» WHAT TO PRODUCE
For the entries below, repeat exactly each line starting with the one that contains "filename src/handlers/protected/config.rs" and going on through the one that contains "the portfolio settings", and no others.

» TASK DATA
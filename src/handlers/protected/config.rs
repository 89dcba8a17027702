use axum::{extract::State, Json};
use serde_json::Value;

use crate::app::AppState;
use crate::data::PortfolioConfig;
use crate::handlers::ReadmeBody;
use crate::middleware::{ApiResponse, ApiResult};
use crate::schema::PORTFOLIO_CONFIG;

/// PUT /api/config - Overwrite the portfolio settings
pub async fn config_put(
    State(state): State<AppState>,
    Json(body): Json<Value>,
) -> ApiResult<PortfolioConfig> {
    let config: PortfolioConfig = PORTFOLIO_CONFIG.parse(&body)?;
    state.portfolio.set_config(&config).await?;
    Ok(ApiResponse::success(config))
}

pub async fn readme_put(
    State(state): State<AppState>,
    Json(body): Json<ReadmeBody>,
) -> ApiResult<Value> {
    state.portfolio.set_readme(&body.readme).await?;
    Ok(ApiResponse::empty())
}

---

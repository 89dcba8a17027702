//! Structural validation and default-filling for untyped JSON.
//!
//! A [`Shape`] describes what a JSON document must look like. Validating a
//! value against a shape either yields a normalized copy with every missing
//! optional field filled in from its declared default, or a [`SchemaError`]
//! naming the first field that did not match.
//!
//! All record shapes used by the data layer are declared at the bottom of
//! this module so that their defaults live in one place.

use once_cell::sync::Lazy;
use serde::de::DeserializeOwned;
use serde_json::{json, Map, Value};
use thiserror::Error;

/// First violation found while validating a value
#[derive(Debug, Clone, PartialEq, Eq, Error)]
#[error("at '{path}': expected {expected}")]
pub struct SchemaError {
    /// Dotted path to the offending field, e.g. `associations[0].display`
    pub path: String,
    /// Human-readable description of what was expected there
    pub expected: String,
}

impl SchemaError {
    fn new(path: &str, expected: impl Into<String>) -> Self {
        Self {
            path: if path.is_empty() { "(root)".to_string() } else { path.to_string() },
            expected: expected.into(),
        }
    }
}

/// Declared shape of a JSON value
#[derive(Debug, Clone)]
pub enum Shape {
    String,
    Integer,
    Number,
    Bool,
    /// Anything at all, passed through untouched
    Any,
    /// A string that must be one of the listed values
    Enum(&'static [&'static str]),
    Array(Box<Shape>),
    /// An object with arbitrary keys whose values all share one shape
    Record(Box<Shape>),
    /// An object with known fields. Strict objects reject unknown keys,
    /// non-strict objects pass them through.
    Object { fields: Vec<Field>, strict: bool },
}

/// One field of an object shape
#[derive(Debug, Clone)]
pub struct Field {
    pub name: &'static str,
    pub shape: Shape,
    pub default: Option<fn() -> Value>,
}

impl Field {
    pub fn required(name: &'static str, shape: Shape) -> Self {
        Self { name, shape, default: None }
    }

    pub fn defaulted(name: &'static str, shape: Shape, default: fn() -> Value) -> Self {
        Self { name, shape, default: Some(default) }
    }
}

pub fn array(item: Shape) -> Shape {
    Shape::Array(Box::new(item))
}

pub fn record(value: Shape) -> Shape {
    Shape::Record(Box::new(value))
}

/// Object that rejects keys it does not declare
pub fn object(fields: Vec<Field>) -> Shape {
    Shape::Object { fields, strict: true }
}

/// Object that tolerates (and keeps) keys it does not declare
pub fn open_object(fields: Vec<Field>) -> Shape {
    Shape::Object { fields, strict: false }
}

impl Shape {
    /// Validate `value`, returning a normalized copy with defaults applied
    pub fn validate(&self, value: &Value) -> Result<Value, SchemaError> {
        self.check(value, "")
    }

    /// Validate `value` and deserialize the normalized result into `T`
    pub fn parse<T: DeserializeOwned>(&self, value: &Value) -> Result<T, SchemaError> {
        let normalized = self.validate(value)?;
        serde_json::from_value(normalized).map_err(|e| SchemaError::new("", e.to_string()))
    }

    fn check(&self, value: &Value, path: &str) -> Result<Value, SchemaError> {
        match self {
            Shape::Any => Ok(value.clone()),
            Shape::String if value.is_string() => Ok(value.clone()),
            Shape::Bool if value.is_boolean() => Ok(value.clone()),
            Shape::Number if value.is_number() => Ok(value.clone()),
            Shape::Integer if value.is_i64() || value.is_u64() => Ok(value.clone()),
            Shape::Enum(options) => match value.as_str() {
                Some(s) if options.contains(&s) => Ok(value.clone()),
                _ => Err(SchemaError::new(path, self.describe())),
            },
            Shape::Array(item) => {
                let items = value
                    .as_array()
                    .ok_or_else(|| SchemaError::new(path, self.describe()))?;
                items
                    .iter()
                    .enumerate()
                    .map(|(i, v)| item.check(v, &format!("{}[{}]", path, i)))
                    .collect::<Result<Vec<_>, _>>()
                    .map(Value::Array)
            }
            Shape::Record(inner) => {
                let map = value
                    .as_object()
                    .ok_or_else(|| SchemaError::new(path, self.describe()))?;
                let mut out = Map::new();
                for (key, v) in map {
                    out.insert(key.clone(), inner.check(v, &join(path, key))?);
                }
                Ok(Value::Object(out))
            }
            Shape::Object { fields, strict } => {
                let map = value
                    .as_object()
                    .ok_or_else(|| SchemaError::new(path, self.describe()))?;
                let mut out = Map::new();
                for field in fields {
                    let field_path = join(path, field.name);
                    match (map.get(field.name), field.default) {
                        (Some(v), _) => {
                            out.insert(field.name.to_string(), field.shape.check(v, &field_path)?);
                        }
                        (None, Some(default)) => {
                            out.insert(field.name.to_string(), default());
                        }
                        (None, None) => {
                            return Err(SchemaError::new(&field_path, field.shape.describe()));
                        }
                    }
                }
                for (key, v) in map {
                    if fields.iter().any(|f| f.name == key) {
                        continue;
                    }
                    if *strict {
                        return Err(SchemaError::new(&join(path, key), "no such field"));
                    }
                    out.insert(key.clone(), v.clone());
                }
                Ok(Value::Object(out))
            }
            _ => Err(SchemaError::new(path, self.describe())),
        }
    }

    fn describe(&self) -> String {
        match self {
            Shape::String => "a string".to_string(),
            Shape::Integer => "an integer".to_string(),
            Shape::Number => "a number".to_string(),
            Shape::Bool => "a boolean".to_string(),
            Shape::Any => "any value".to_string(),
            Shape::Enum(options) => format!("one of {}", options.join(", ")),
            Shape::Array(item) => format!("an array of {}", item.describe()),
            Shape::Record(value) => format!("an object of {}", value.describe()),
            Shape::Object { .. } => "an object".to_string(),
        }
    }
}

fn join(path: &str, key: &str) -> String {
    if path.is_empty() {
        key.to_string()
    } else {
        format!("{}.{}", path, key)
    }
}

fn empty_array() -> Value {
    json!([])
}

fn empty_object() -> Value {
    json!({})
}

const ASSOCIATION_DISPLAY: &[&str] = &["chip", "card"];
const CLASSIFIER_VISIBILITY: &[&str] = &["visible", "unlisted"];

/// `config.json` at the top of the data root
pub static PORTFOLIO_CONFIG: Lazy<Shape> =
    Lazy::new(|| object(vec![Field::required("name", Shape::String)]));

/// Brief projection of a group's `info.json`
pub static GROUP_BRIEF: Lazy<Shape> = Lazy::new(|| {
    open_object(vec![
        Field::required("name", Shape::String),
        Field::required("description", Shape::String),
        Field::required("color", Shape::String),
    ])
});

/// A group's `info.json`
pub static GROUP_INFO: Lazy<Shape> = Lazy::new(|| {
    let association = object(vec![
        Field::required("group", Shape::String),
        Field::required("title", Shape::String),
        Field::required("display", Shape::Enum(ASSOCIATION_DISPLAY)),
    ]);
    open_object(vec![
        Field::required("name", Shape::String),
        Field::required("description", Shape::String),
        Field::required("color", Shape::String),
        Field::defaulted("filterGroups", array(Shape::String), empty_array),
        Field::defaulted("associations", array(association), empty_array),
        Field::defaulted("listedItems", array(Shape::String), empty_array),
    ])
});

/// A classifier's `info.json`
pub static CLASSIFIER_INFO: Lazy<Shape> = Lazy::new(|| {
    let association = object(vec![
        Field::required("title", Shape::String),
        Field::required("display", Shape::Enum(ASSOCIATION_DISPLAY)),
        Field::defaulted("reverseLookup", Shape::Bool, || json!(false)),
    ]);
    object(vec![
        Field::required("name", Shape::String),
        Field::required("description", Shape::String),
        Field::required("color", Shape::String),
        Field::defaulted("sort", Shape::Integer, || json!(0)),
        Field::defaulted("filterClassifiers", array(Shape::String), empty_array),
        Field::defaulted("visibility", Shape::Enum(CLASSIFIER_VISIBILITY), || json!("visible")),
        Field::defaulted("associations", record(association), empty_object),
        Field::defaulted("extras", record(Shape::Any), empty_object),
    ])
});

» SOLUTION BELOW
filename src/handlers/protected/config.rs
repository 89dcba8a17027702
use axum::{extract::State, Json};
use serde_json::Value;

use crate::app::AppState;
use crate::data::PortfolioConfig;
use crate::handlers::ReadmeBody;
use crate::middleware::{ApiResponse, ApiResult};
use crate::schema::PORTFOLIO_CONFIG;

/// PUT /api/config - Overwrite the portfolio settings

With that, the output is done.